// Persistence collaborators. The service owns no storage of record itself:
// rows live in the remote row store, with a local JSON fallback for ephemeral
// identities and remote outages.

pub mod local;
pub mod remote;

use serde::Serialize;

/// Which store actually served an operation. Callers render this as the
/// "saved locally" advisory.
#[derive(Debug, Clone, Copy, PartialEq, Eq, Serialize)]
#[serde(rename_all = "snake_case")]
pub enum StoreKind {
    Remote,
    Local,
}
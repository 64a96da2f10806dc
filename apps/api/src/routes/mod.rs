pub mod health;

use axum::{
    routing::{delete, get, patch, post, put},
    Router,
};

use crate::lifecycle::handlers as applications;
use crate::social::handlers as social;
use crate::state::AppState;
use crate::suggestions::handlers as suggestions;
use crate::templates::handlers as templates;

pub fn build_router(state: AppState) -> Router {
    Router::new()
        .route("/health", get(health::health_handler))
        // Applications API
        .route(
            "/api/v1/applications",
            get(applications::handle_list).post(applications::handle_create),
        )
        .route(
            "/api/v1/applications/:id/advance",
            post(applications::handle_advance),
        )
        .route(
            "/api/v1/applications/:id/status",
            put(applications::handle_set_status),
        )
        .route(
            "/api/v1/applications/:id",
            patch(applications::handle_update_fields).delete(applications::handle_delete),
        )
        // Suggestions API
        .route("/api/v1/suggestions", post(suggestions::handle_suggest))
        .route(
            "/api/v1/suggestions/prompts",
            get(suggestions::handle_quick_prompts),
        )
        // Social API
        .route("/api/v1/profiles/:user_id", get(social::handle_get_profile))
        .route("/api/v1/profile", put(social::handle_upsert_profile))
        .route("/api/v1/friends", get(social::handle_list_friends))
        .route(
            "/api/v1/friends/:friend_id",
            post(social::handle_request_friend),
        )
        .route(
            "/api/v1/friends/:id/accept",
            post(social::handle_accept_friend),
        )
        .route("/api/v1/friends/:id", delete(social::handle_remove_friend))
        .route("/api/v1/explore", get(social::handle_explore))
        .route(
            "/api/v1/explore/leaderboard",
            get(social::handle_leaderboard),
        )
        .route(
            "/api/v1/explore/:id/copy",
            post(social::handle_copy_application),
        )
        // Templates API
        .route("/api/v1/templates", get(templates::handle_gallery))
        .route(
            "/api/v1/templates/:id/export",
            post(templates::handle_export),
        )
        .with_state(state)
}
//! Remote row store client.
//!
//! Speaks a PostgREST-style REST dialect: one URL per logical table, `eq.`
//! filters as query parameters, whole-row JSON bodies. The service credential
//! is attached to every request; callers never handle auth themselves.
//!
//! The applications table is additionally exposed through the
//! [`ApplicationsStore`] trait so the lifecycle manager can run against an
//! in-memory fake in tests.

use async_trait::async_trait;
use reqwest::{Client, RequestBuilder, Response};
use serde::{de::DeserializeOwned, Serialize};
use thiserror::Error;
use tracing::debug;
use uuid::Uuid;

use crate::models::application::Application;

const REQUEST_TIMEOUT_SECS: u64 = 10;

#[derive(Debug, Error)]
pub enum RemoteError {
    #[error("HTTP error: {0}")]
    Http(#[from] reqwest::Error),

    #[error("remote store returned {status}: {message}")]
    Api { status: u16, message: String },

    #[error("response decode error: {0}")]
    Decode(#[from] serde_json::Error),
}

/// An equality filter, rendered as `column=eq.value`.
pub type Filter<'a> = (&'a str, String);

pub fn eq<'a>(column: &'a str, value: impl ToString) -> Filter<'a> {
    (column, format!("eq.{}", value.to_string()))
}

/// A membership filter, rendered as `column=in.(a,b,c)`.
pub fn any_of<'a, T: ToString>(column: &'a str, values: &[T]) -> Filter<'a> {
    let list = values
        .iter()
        .map(|v| v.to_string())
        .collect::<Vec<_>>()
        .join(",");
    (column, format!("in.({list})"))
}

/// Thin client over the remote row store's REST interface.
#[derive(Clone)]
pub struct RemoteClient {
    client: Client,
    base_url: String,
    api_key: String,
}

impl RemoteClient {
    pub fn new(base_url: String, api_key: String) -> RemoteClient {
        RemoteClient {
            client: Client::builder()
                .timeout(std::time::Duration::from_secs(REQUEST_TIMEOUT_SECS))
                .build()
                .expect("Failed to build HTTP client"),
            base_url: base_url.trim_end_matches('/').to_string(),
            api_key,
        }
    }

    fn table_url(&self, table: &str) -> String {
        format!("{}/rest/v1/{}", self.base_url, table)
    }

    fn authed(&self, builder: RequestBuilder) -> RequestBuilder {
        builder
            .header("apikey", &self.api_key)
            .bearer_auth(&self.api_key)
    }

    /// `GET /rest/v1/{table}?col=eq.v&order=...&limit=...`
    pub async fn select<T: DeserializeOwned>(
        &self,
        table: &str,
        filters: &[Filter<'_>],
        order: Option<&str>,
        limit: Option<u32>,
    ) -> Result<Vec<T>, RemoteError> {
        let params = build_query(filters, order, limit);
        let response = self
            .authed(self.client.get(self.table_url(table)).query(&params))
            .send()
            .await?;
        let response = check(response).await?;
        let body = response.text().await?;
        debug!("select {table}: {} bytes", body.len());
        Ok(serde_json::from_str(&body)?)
    }

    /// `POST /rest/v1/{table}` with a single-row JSON body.
    pub async fn insert<T: Serialize>(&self, table: &str, row: &T) -> Result<(), RemoteError> {
        let response = self
            .authed(self.client.post(self.table_url(table)).json(row))
            .send()
            .await?;
        check(response).await?;
        Ok(())
    }

    /// `PATCH /rest/v1/{table}?col=eq.v` replacing the matched rows' fields.
    pub async fn update<T: Serialize>(
        &self,
        table: &str,
        filters: &[Filter<'_>],
        row: &T,
    ) -> Result<(), RemoteError> {
        let params = build_query(filters, None, None);
        let response = self
            .authed(
                self.client
                    .patch(self.table_url(table))
                    .query(&params)
                    .json(row),
            )
            .send()
            .await?;
        check(response).await?;
        Ok(())
    }

    /// `DELETE /rest/v1/{table}?col=eq.v`. Matching zero rows is success.
    pub async fn delete(&self, table: &str, filters: &[Filter<'_>]) -> Result<(), RemoteError> {
        let params = build_query(filters, None, None);
        let response = self
            .authed(self.client.delete(self.table_url(table)).query(&params))
            .send()
            .await?;
        check(response).await?;
        Ok(())
    }
}

fn build_query(
    filters: &[Filter<'_>],
    order: Option<&str>,
    limit: Option<u32>,
) -> Vec<(String, String)> {
    let mut params: Vec<(String, String)> = filters
        .iter()
        .map(|(column, value)| (column.to_string(), value.clone()))
        .collect();
    if let Some(order) = order {
        params.push(("order".to_string(), order.to_string()));
    }
    if let Some(limit) = limit {
        params.push(("limit".to_string(), limit.to_string()));
    }
    params
}

async fn check(response: Response) -> Result<Response, RemoteError> {
    let status = response.status();
    if status.is_success() {
        return Ok(response);
    }
    let message = response.text().await.unwrap_or_default();
    Err(RemoteError::Api {
        status: status.as_u16(),
        message,
    })
}

// ────────────────────────────────────────────────────────────────────────────
// Applications table
// ────────────────────────────────────────────────────────────────────────────

/// Remote access to the applications table, owner-scoped on every call.
///
/// Carried by the lifecycle manager as `Arc<dyn ApplicationsStore>` so tests
/// can substitute an in-memory fake with failure injection.
#[async_trait]
pub trait ApplicationsStore: Send + Sync {
    async fn list(&self, owner_id: Uuid) -> Result<Vec<Application>, RemoteError>;

    async fn fetch(&self, owner_id: Uuid, id: Uuid) -> Result<Option<Application>, RemoteError>;

    async fn insert(&self, application: &Application) -> Result<(), RemoteError>;

    async fn update(&self, application: &Application) -> Result<(), RemoteError>;

    /// Idempotent: deleting a row that does not exist is success.
    async fn delete(&self, owner_id: Uuid, id: Uuid) -> Result<(), RemoteError>;
}

pub const APPLICATIONS_TABLE: &str = "applications";

#[async_trait]
impl ApplicationsStore for RemoteClient {
    async fn list(&self, owner_id: Uuid) -> Result<Vec<Application>, RemoteError> {
        self.select(
            APPLICATIONS_TABLE,
            &[eq("owner_id", owner_id)],
            Some("created_at.desc"),
            None,
        )
        .await
    }

    async fn fetch(&self, owner_id: Uuid, id: Uuid) -> Result<Option<Application>, RemoteError> {
        let mut rows: Vec<Application> = self
            .select(
                APPLICATIONS_TABLE,
                &[eq("owner_id", owner_id), eq("id", id)],
                None,
                Some(1),
            )
            .await?;
        Ok(rows.pop())
    }

    async fn insert(&self, application: &Application) -> Result<(), RemoteError> {
        RemoteClient::insert(self, APPLICATIONS_TABLE, application).await
    }

    async fn update(&self, application: &Application) -> Result<(), RemoteError> {
        RemoteClient::update(
            self,
            APPLICATIONS_TABLE,
            &[
                eq("owner_id", application.owner_id),
                eq("id", application.id),
            ],
            application,
        )
        .await
    }

    async fn delete(&self, owner_id: Uuid, id: Uuid) -> Result<(), RemoteError> {
        RemoteClient::delete(
            self,
            APPLICATIONS_TABLE,
            &[eq("owner_id", owner_id), eq("id", id)],
        )
        .await
    }
}

#[cfg(test)]
mod tests {
    use super::*;

    #[test]
    fn test_table_url_strips_trailing_slash() {
        let client = RemoteClient::new("https://store.example.com/".to_string(), "k".to_string());
        assert_eq!(
            client.table_url("applications"),
            "https://store.example.com/rest/v1/applications"
        );
    }

    #[test]
    fn test_eq_filter_renders_postgrest_dialect() {
        let id = Uuid::new_v4();
        let (column, value) = eq("owner_id", id);
        assert_eq!(column, "owner_id");
        assert_eq!(value, format!("eq.{id}"));
    }

    #[test]
    fn test_any_of_filter_renders_membership_list() {
        let (column, value) = any_of("user_id", &["a", "b", "c"]);
        assert_eq!(column, "user_id");
        assert_eq!(value, "in.(a,b,c)");
    }

    #[test]
    fn test_build_query_appends_order_and_limit() {
        let params = build_query(
            &[eq("owner_id", "u1"), eq("is_public", "true")],
            Some("created_at.desc"),
            Some(10),
        );
        assert_eq!(
            params,
            vec![
                ("owner_id".to_string(), "eq.u1".to_string()),
                ("is_public".to_string(), "eq.true".to_string()),
                ("order".to_string(), "created_at.desc".to_string()),
                ("limit".to_string(), "10".to_string()),
            ]
        );
    }

    #[test]
    fn test_build_query_without_order_or_limit() {
        let params = build_query(&[], None, None);
        assert!(params.is_empty());
    }
}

------

TASK BRIEF – Every line from the start of the listing through the line with "use serde::Serialize;" should be reproduced exactly, and no other line.

WRITTEN ANSWER –
// Persistence collaborators. The service owns no storage of record itself:
// rows live in the remote row store, with a local JSON fallback for ephemeral
// identities and remote outages.

pub mod local;
pub mod remote;

use serde::Serialize;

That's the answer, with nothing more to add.